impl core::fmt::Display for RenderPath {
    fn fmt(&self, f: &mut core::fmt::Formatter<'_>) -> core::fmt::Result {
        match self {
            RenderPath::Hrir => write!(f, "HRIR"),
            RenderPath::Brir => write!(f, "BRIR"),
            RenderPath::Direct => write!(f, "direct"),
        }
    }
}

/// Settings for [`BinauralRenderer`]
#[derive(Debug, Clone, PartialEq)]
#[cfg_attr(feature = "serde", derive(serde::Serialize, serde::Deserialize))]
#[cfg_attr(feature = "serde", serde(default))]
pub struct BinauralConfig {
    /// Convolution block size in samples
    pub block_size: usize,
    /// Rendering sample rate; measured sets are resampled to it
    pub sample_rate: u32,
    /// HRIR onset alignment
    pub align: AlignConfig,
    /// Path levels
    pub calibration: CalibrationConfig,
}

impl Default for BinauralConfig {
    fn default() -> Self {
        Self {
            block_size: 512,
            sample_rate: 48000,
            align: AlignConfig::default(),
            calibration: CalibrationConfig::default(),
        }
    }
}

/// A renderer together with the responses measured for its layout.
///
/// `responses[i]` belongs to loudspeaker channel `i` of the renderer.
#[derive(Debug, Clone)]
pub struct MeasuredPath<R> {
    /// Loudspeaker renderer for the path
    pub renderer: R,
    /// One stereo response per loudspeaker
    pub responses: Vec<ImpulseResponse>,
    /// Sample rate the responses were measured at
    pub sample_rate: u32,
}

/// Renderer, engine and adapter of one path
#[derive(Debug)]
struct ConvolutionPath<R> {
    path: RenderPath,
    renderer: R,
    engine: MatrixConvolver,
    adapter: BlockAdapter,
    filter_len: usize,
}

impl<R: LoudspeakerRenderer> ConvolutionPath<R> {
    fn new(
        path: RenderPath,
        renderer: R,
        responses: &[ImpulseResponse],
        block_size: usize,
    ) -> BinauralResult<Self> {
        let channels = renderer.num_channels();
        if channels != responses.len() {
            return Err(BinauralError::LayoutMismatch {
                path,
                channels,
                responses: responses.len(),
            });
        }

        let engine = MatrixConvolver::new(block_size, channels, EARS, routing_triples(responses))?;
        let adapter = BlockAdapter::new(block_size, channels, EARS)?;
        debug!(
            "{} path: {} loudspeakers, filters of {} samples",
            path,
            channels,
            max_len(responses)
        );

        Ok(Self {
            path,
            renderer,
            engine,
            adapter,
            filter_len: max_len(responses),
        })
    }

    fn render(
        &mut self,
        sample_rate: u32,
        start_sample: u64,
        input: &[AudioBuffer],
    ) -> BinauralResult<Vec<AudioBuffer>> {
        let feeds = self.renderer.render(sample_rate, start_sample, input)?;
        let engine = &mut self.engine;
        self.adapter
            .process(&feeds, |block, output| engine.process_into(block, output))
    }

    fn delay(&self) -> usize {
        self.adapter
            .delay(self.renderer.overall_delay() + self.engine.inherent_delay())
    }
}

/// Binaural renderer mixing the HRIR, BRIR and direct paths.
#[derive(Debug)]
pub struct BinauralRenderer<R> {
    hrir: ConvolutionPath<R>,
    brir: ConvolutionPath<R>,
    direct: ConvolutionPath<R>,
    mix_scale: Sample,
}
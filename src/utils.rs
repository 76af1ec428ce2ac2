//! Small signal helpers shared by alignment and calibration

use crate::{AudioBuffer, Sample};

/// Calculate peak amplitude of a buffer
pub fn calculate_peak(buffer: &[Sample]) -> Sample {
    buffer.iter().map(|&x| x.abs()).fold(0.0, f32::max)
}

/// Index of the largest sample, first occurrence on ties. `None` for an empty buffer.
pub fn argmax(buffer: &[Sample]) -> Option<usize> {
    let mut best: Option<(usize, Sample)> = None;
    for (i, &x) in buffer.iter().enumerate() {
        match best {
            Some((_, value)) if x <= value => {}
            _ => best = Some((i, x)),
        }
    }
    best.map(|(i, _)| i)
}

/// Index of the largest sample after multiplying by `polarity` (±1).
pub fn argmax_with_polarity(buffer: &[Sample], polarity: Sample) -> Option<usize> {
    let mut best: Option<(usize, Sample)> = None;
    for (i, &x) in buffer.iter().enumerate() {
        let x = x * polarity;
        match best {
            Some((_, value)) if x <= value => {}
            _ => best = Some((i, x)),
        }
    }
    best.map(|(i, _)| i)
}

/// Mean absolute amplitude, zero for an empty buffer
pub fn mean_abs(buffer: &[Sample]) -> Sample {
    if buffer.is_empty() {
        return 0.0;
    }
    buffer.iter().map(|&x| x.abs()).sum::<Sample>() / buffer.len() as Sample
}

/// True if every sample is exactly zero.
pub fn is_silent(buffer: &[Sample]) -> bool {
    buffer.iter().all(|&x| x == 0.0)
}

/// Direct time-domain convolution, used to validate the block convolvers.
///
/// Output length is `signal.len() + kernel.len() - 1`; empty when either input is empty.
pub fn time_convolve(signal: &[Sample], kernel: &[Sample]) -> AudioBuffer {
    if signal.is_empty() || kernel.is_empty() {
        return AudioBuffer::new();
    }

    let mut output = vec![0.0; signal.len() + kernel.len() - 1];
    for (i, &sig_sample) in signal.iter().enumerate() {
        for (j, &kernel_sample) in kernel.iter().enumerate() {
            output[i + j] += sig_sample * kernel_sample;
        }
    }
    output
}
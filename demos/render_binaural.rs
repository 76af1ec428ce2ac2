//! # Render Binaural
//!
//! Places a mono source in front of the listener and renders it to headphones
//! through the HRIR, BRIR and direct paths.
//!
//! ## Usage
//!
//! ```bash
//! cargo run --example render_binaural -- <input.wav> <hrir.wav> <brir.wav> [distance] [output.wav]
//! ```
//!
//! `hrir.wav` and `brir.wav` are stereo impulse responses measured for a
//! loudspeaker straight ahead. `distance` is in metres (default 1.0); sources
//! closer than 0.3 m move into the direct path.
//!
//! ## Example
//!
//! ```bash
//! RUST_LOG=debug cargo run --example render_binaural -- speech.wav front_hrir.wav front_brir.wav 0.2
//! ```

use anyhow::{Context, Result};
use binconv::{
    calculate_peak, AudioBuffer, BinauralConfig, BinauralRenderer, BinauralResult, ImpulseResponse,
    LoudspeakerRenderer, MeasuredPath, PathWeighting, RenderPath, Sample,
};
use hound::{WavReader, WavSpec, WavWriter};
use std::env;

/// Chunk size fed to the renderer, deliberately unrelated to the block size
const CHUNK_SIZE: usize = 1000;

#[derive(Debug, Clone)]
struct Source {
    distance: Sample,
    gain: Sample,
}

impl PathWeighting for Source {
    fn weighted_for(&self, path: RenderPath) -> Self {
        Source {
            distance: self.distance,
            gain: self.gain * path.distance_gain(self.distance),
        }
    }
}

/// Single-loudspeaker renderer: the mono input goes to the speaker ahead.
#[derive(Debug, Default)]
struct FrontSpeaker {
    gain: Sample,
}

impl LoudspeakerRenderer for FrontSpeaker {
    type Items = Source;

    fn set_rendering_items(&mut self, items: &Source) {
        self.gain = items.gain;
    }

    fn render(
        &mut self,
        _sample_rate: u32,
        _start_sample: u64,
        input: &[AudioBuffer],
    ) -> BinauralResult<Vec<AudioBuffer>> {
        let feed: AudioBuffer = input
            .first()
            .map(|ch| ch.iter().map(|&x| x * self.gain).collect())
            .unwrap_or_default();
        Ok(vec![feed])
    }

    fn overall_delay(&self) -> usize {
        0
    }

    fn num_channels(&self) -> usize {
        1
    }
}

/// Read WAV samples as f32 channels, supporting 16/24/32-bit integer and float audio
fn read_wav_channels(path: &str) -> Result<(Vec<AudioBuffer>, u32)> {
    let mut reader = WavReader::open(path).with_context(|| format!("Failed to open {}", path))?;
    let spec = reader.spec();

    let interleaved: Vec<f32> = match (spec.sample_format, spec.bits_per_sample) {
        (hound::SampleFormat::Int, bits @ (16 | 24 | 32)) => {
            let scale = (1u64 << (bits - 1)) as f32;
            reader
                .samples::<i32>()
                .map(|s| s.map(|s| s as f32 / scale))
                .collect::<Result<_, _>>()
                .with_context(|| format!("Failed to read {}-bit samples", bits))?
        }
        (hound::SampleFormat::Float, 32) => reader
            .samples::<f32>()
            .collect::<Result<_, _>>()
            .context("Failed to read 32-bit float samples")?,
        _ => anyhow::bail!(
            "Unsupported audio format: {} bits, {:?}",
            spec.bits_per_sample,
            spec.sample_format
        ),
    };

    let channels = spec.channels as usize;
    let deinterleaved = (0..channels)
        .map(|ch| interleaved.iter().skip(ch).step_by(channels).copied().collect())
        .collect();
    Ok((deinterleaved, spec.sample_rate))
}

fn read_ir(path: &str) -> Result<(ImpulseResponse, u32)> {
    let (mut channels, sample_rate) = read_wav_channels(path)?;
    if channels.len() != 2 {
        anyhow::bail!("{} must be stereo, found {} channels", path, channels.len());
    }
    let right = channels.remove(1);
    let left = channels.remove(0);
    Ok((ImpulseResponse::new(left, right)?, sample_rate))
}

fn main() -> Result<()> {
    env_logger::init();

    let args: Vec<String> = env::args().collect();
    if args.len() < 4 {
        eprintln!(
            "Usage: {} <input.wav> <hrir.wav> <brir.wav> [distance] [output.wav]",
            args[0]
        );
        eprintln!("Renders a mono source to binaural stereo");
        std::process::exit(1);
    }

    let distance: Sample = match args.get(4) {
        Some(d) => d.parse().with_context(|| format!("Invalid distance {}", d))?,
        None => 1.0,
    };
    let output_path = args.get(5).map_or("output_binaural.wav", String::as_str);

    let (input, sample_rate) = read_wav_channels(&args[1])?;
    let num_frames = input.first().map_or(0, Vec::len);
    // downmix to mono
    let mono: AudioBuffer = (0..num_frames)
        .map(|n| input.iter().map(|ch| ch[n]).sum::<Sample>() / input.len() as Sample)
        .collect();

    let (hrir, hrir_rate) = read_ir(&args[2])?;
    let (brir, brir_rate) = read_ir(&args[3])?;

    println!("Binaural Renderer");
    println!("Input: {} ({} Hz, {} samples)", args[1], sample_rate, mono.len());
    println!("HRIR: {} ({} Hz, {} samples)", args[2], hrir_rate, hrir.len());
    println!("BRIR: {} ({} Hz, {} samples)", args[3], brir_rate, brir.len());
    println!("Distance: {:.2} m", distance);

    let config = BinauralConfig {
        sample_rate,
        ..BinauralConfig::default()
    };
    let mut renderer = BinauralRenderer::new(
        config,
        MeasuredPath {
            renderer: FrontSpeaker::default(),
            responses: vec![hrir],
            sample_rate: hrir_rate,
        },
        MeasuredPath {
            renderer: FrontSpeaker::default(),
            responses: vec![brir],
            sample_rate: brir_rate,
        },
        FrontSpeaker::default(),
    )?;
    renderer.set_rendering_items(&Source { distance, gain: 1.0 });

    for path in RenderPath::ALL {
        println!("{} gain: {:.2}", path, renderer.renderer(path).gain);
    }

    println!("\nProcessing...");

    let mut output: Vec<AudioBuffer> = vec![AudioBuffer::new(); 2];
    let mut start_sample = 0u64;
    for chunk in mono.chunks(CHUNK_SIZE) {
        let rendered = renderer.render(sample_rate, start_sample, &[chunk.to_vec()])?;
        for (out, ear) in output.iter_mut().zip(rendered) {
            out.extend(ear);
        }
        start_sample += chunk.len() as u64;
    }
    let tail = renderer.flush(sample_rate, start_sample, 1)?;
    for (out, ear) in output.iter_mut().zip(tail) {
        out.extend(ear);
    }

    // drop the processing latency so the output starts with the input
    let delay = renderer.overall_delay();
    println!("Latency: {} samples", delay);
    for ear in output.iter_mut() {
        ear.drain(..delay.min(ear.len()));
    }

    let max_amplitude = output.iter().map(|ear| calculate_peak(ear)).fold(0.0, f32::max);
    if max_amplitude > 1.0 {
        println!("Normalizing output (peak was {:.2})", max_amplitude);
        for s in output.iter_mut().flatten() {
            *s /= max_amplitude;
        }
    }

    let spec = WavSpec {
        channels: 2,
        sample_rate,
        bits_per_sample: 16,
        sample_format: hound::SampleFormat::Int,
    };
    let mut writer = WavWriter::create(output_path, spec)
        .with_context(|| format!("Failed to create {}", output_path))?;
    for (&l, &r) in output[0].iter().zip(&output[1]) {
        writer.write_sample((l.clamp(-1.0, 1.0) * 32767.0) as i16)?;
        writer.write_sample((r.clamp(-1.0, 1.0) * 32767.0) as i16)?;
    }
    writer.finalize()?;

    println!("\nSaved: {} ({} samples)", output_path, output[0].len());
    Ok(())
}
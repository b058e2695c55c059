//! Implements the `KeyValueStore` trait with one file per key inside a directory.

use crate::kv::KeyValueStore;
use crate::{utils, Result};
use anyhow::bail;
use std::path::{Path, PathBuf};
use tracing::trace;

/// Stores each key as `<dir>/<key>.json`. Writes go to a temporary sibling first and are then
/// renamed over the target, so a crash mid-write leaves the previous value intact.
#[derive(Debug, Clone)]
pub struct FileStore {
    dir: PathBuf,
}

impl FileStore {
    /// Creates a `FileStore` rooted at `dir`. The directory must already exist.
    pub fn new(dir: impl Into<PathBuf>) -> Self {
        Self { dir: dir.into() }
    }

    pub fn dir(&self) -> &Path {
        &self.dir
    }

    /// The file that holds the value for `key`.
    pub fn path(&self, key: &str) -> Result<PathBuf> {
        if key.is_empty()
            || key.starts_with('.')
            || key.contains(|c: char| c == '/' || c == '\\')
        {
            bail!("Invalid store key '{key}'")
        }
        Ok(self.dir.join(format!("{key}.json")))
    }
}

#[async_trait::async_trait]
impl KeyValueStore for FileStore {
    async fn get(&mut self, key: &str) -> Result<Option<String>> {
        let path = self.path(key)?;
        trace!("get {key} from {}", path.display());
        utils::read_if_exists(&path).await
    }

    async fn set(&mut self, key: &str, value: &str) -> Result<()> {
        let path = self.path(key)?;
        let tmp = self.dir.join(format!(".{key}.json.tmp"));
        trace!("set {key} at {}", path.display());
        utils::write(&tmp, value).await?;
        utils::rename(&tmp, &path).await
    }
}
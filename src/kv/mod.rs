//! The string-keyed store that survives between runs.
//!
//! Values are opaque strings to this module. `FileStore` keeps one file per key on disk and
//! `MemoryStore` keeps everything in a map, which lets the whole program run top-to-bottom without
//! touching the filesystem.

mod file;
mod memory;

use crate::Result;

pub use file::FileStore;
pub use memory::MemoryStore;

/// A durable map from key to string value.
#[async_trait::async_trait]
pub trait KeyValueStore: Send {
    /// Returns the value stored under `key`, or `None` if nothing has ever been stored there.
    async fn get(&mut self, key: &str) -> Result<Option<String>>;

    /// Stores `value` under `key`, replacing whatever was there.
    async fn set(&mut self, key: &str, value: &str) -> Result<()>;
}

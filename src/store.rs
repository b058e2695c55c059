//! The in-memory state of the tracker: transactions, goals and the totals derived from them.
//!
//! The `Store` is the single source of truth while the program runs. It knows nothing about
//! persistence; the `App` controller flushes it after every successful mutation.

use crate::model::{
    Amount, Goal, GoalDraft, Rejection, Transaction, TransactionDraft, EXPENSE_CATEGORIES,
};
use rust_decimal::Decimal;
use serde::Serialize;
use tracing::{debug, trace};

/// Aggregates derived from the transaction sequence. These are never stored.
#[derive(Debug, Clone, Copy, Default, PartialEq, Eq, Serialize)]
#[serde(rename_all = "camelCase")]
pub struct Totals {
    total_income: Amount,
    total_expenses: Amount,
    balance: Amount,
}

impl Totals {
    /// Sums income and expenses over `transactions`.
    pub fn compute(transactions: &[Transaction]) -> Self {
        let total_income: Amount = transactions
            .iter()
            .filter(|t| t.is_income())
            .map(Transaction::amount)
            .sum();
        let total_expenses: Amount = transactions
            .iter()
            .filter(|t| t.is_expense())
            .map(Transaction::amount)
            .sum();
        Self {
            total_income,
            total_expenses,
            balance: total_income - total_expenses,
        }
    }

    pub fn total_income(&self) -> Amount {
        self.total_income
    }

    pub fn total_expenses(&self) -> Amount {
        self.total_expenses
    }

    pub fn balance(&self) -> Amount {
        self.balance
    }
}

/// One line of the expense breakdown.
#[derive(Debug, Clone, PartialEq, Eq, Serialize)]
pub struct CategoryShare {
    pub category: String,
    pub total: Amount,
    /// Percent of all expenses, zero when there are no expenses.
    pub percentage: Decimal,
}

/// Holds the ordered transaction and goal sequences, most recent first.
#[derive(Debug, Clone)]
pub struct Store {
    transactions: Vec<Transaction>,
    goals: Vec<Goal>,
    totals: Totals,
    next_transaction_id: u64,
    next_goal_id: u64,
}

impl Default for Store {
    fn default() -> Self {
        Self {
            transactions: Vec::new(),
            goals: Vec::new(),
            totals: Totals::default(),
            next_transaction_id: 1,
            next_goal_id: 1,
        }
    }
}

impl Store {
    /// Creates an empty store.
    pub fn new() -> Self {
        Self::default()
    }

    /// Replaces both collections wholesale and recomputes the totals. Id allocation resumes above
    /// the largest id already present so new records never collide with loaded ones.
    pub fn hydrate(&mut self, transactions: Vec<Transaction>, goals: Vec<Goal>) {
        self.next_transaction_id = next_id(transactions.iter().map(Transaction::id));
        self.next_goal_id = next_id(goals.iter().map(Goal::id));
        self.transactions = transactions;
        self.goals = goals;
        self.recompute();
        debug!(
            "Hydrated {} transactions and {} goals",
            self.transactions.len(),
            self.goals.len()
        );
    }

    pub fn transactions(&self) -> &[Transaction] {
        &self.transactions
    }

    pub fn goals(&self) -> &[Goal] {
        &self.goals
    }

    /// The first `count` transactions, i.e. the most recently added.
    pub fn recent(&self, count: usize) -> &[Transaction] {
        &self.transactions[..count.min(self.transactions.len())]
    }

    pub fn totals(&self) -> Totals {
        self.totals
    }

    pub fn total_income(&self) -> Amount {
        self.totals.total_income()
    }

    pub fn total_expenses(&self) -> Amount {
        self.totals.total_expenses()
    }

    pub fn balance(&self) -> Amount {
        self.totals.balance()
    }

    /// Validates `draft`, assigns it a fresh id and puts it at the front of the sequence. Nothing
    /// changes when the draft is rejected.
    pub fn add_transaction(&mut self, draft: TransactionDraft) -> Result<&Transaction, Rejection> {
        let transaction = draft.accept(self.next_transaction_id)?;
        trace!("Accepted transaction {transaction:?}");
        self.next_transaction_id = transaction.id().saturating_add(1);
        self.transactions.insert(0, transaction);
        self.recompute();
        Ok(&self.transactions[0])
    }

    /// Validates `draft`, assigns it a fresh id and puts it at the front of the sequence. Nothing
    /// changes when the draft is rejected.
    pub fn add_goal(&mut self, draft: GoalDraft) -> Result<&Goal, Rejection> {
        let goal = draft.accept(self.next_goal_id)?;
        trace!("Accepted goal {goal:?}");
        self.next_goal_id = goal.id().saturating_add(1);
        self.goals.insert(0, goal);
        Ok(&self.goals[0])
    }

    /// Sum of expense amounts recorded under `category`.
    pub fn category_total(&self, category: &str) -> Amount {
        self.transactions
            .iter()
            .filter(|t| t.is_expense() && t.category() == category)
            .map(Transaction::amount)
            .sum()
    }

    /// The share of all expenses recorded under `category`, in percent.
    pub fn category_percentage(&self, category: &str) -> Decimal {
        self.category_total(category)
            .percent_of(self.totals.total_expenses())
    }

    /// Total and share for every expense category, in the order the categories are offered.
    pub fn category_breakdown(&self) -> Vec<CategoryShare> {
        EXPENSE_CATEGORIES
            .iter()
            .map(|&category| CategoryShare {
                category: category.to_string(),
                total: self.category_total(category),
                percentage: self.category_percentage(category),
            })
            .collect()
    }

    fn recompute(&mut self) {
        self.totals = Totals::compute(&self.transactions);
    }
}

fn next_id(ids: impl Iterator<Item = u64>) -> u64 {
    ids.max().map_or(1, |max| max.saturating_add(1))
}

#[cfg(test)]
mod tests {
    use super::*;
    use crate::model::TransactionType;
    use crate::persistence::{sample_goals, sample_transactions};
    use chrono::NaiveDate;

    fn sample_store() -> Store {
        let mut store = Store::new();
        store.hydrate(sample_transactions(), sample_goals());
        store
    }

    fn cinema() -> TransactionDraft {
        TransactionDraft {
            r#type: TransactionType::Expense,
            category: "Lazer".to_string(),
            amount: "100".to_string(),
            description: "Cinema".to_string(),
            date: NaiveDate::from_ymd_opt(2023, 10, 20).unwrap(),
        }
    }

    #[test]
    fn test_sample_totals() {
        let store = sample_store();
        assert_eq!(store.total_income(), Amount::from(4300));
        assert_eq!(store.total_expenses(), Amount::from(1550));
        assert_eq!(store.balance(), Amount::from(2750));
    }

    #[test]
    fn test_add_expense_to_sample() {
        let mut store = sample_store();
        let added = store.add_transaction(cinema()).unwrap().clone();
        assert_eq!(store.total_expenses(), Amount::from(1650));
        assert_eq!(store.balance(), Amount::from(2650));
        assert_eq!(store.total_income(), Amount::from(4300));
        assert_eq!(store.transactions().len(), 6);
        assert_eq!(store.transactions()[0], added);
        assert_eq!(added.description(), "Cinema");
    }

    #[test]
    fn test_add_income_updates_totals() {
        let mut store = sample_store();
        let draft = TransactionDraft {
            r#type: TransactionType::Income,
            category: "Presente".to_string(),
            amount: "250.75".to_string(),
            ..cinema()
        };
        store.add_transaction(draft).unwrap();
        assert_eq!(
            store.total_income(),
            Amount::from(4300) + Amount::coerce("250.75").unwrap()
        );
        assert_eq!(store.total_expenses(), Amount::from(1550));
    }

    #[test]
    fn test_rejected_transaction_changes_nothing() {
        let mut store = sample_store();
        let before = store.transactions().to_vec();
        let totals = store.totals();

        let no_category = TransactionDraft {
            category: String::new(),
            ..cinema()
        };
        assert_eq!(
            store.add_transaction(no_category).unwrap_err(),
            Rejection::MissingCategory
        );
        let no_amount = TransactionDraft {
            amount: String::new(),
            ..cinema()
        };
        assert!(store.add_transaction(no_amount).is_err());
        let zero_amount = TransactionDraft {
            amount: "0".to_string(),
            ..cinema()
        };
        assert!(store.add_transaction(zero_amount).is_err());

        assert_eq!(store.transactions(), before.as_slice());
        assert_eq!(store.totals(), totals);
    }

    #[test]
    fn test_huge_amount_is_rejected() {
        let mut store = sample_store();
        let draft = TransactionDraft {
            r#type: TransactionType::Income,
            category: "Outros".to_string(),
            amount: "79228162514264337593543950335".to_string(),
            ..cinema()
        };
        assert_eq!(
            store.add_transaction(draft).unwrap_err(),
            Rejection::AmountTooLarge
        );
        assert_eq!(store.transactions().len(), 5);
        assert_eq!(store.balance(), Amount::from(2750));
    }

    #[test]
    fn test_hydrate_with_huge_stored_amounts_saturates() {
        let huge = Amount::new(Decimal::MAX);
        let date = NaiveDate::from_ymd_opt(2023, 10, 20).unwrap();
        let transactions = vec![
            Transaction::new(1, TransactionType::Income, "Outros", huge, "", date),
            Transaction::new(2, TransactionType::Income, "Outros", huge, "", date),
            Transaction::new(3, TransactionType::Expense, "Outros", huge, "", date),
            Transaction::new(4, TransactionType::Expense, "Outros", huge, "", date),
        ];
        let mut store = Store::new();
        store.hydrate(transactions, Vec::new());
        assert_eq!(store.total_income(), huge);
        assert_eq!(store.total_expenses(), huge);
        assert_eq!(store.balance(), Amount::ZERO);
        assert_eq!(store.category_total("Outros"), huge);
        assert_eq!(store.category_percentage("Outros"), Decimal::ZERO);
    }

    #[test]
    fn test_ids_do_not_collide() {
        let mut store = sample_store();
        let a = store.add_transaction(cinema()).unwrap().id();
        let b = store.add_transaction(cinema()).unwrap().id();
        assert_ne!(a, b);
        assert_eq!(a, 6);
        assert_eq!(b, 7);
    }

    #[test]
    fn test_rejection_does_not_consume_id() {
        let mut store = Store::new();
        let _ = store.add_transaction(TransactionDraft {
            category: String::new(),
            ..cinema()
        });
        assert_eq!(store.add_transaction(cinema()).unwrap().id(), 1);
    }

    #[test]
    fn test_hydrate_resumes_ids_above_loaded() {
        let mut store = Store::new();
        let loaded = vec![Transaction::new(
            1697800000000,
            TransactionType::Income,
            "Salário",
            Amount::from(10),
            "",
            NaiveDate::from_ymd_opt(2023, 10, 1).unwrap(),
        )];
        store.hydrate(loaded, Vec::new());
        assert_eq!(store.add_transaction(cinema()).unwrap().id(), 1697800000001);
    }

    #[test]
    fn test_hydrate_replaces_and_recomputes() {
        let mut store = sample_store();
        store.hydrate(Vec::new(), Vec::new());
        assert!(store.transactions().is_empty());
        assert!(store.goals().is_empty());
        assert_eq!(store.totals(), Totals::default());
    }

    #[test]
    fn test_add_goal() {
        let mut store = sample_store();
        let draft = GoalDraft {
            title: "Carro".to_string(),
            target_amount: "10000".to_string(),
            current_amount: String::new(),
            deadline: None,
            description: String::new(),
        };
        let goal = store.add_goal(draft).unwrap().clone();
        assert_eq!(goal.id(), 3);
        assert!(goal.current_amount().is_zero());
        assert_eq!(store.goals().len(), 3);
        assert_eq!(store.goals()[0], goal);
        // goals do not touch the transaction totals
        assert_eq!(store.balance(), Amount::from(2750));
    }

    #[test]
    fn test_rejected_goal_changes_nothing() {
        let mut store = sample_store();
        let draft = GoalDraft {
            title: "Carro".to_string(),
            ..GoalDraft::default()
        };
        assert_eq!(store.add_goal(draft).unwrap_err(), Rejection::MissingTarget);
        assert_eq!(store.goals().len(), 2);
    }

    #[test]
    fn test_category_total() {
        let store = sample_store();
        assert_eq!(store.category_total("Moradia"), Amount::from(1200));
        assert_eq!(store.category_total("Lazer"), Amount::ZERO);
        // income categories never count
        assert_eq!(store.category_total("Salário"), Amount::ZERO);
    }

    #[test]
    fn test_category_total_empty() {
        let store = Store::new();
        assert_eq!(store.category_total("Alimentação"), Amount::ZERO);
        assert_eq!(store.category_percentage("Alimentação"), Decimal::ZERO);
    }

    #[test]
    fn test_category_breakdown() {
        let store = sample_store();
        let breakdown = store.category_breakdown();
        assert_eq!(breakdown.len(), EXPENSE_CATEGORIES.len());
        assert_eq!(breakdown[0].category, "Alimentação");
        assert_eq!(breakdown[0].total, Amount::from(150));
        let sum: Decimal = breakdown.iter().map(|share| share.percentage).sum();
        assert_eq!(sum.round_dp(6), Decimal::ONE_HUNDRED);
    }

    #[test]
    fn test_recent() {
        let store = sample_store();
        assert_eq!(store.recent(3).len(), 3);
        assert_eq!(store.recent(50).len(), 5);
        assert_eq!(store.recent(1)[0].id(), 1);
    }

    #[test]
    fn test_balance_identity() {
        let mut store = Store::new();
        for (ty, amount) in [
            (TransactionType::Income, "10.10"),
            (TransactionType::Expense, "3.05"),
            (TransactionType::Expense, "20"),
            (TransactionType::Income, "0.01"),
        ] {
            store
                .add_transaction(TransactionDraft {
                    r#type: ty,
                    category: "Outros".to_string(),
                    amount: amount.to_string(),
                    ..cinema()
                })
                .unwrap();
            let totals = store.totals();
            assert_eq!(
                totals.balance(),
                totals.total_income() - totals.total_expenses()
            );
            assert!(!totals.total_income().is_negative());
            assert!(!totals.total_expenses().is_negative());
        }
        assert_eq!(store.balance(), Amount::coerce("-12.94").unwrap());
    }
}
=======
**Assigned task:**
In the records above, some lines may contain the word "serde"; copy every one of them.

**The answer:**
#[cfg_attr(feature = "serde", derive(serde::Serialize, serde::Deserialize))]
#[cfg_attr(feature = "serde", serde(default))]
use serde::Serialize;
#[serde(rename_all = "camelCase")]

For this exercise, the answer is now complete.